Exercise directions: In the material below, the required lines run from the one containing "filename crates/query/ql-sections/src/sort.rs" through the one containing "else if is_operator_name(&name)". Copy those lines exactly, ends included, and nothing else.

Available data:
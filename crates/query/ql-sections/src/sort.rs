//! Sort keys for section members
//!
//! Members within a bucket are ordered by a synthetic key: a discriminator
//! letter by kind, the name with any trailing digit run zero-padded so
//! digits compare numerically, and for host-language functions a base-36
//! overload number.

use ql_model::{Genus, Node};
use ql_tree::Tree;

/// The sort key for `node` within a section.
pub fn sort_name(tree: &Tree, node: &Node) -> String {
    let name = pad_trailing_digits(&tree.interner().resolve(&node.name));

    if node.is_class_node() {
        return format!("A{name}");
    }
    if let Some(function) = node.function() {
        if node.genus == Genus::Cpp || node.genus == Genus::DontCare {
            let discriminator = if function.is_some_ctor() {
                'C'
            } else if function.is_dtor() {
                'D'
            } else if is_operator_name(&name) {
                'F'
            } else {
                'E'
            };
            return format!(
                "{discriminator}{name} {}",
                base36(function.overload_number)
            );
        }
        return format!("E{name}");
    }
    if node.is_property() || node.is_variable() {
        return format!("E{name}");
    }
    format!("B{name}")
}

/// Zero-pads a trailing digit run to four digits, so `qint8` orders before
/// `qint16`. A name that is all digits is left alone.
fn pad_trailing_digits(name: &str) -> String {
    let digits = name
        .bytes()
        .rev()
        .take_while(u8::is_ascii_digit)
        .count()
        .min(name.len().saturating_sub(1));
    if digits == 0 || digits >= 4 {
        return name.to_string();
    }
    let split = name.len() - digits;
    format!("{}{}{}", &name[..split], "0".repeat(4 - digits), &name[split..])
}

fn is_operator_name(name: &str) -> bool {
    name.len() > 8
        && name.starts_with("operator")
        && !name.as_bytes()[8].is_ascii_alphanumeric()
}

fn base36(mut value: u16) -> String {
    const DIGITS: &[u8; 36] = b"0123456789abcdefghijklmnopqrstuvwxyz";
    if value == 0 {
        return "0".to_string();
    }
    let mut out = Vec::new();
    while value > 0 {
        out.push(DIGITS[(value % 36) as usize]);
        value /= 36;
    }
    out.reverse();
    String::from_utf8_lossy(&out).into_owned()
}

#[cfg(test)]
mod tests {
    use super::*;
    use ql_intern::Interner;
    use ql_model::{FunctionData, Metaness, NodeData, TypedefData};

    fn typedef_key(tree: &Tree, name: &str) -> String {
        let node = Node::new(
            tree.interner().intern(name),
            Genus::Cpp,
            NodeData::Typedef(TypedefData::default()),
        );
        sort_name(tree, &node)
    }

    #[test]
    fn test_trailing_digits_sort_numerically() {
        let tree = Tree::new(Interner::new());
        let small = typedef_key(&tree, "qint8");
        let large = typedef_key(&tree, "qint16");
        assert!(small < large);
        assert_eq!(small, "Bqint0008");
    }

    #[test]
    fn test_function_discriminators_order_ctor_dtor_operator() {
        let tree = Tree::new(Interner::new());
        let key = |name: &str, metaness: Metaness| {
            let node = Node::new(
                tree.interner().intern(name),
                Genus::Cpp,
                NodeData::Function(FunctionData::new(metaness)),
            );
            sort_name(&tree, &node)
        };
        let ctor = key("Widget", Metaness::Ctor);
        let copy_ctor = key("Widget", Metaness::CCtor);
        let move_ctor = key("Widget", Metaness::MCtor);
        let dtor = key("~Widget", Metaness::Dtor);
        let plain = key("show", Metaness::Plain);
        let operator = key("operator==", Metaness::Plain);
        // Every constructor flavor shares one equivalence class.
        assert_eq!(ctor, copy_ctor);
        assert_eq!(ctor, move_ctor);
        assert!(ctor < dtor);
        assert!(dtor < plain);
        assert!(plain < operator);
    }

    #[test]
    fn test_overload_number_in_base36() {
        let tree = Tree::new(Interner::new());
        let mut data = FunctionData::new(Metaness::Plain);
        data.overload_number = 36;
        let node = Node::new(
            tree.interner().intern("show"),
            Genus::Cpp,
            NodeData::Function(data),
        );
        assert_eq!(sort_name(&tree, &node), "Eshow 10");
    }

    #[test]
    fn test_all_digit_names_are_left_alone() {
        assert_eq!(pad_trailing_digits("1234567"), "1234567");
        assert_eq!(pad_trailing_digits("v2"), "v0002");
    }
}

---

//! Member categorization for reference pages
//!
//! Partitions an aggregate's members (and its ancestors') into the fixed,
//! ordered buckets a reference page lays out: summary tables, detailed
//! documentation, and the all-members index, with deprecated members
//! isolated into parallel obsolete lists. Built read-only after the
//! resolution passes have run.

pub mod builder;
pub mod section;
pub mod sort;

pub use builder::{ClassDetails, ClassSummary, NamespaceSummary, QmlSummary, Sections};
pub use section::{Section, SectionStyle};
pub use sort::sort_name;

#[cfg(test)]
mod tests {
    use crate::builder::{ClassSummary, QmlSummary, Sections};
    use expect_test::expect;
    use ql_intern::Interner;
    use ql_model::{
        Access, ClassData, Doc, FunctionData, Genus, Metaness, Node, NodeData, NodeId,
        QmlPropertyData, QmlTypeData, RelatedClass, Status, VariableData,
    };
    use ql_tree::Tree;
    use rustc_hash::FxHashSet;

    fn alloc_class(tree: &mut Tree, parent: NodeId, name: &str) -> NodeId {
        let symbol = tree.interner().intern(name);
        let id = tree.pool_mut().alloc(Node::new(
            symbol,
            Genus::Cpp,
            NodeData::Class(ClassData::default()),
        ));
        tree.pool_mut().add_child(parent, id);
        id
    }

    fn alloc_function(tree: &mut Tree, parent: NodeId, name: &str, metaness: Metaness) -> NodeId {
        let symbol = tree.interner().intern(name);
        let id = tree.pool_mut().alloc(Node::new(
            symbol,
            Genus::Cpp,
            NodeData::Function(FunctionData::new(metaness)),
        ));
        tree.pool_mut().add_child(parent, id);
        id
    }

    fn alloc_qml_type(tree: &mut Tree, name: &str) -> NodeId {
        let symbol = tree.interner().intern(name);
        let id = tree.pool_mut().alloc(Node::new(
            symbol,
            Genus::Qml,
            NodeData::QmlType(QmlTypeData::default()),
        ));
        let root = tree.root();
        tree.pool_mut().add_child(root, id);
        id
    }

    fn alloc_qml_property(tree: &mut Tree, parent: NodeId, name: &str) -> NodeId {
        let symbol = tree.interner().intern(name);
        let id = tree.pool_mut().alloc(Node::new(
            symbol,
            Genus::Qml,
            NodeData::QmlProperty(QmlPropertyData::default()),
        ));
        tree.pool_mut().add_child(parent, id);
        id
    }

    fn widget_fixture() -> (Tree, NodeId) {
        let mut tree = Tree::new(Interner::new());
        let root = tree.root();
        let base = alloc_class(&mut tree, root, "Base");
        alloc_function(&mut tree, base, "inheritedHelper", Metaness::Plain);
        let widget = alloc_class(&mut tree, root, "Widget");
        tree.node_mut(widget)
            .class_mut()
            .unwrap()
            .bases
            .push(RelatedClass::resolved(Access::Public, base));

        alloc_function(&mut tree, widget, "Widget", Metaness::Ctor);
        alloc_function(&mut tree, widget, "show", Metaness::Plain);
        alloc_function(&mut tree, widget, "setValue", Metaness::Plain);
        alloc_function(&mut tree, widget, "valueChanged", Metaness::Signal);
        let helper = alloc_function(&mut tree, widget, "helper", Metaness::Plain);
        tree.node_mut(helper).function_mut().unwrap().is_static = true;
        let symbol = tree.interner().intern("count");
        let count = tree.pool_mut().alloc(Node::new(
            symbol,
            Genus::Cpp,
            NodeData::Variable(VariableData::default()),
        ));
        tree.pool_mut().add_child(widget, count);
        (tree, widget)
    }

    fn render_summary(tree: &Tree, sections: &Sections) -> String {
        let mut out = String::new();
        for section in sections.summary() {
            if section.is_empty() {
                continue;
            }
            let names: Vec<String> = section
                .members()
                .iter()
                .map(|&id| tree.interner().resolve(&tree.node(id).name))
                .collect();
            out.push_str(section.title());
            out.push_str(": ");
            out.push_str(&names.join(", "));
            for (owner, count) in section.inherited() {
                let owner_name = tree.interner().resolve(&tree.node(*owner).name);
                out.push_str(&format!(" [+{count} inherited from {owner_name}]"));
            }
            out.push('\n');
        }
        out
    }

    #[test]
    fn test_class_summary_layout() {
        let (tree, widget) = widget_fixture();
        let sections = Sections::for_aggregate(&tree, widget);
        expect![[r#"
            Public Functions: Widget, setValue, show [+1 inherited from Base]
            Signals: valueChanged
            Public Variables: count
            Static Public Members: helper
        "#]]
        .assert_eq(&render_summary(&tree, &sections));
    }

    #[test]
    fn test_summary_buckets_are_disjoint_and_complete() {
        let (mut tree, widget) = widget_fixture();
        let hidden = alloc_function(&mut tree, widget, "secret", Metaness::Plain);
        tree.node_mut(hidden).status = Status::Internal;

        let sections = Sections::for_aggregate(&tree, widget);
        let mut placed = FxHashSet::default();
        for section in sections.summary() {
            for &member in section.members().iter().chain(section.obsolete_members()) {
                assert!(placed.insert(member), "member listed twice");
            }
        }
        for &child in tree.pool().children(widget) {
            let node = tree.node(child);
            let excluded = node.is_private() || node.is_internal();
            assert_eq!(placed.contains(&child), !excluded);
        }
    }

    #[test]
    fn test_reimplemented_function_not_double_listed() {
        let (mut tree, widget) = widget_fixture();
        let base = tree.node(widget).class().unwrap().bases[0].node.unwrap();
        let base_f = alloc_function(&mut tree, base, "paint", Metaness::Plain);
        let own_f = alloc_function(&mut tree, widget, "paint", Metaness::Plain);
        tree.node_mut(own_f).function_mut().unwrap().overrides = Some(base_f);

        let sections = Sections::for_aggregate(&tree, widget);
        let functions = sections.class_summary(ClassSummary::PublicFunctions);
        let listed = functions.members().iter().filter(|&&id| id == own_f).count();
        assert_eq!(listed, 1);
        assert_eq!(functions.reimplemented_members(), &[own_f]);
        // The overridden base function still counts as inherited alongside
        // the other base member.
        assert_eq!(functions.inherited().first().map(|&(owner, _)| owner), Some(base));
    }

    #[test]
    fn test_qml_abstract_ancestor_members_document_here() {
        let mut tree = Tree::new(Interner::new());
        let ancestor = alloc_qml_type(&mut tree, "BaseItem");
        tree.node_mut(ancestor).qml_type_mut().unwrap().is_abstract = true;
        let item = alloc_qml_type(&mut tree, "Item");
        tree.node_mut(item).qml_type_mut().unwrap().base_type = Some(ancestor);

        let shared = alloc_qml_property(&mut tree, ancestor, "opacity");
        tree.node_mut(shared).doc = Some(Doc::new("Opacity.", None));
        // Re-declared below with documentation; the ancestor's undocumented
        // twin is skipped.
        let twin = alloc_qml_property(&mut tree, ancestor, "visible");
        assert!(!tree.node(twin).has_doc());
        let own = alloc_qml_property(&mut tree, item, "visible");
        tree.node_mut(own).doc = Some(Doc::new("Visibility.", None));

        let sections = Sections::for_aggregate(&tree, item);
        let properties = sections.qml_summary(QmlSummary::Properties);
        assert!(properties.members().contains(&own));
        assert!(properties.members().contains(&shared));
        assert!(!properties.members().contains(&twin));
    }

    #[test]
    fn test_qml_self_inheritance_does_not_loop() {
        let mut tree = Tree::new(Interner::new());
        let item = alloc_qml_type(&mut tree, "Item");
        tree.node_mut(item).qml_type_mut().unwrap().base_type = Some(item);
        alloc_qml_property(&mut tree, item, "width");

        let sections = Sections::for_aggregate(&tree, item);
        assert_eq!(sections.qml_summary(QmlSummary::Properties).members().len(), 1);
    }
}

Solution to this exercise:
filename crates/query/ql-sections/src/sort.rs
//! Sort keys for section members
//!
//! Members within a bucket are ordered by a synthetic key: a discriminator
//! letter by kind, the name with any trailing digit run zero-padded so
//! digits compare numerically, and for host-language functions a base-36
//! overload number.

use ql_model::{Genus, Node};
use ql_tree::Tree;

/// The sort key for `node` within a section.
pub fn sort_name(tree: &Tree, node: &Node) -> String {
    let name = pad_trailing_digits(&tree.interner().resolve(&node.name));

    if node.is_class_node() {
        return format!("A{name}");
    }
    if let Some(function) = node.function() {
        if node.genus == Genus::Cpp || node.genus == Genus::DontCare {
            let discriminator = if function.is_some_ctor() {
                'C'
            } else if function.is_dtor() {
                'D'
            } else if is_operator_name(&name) {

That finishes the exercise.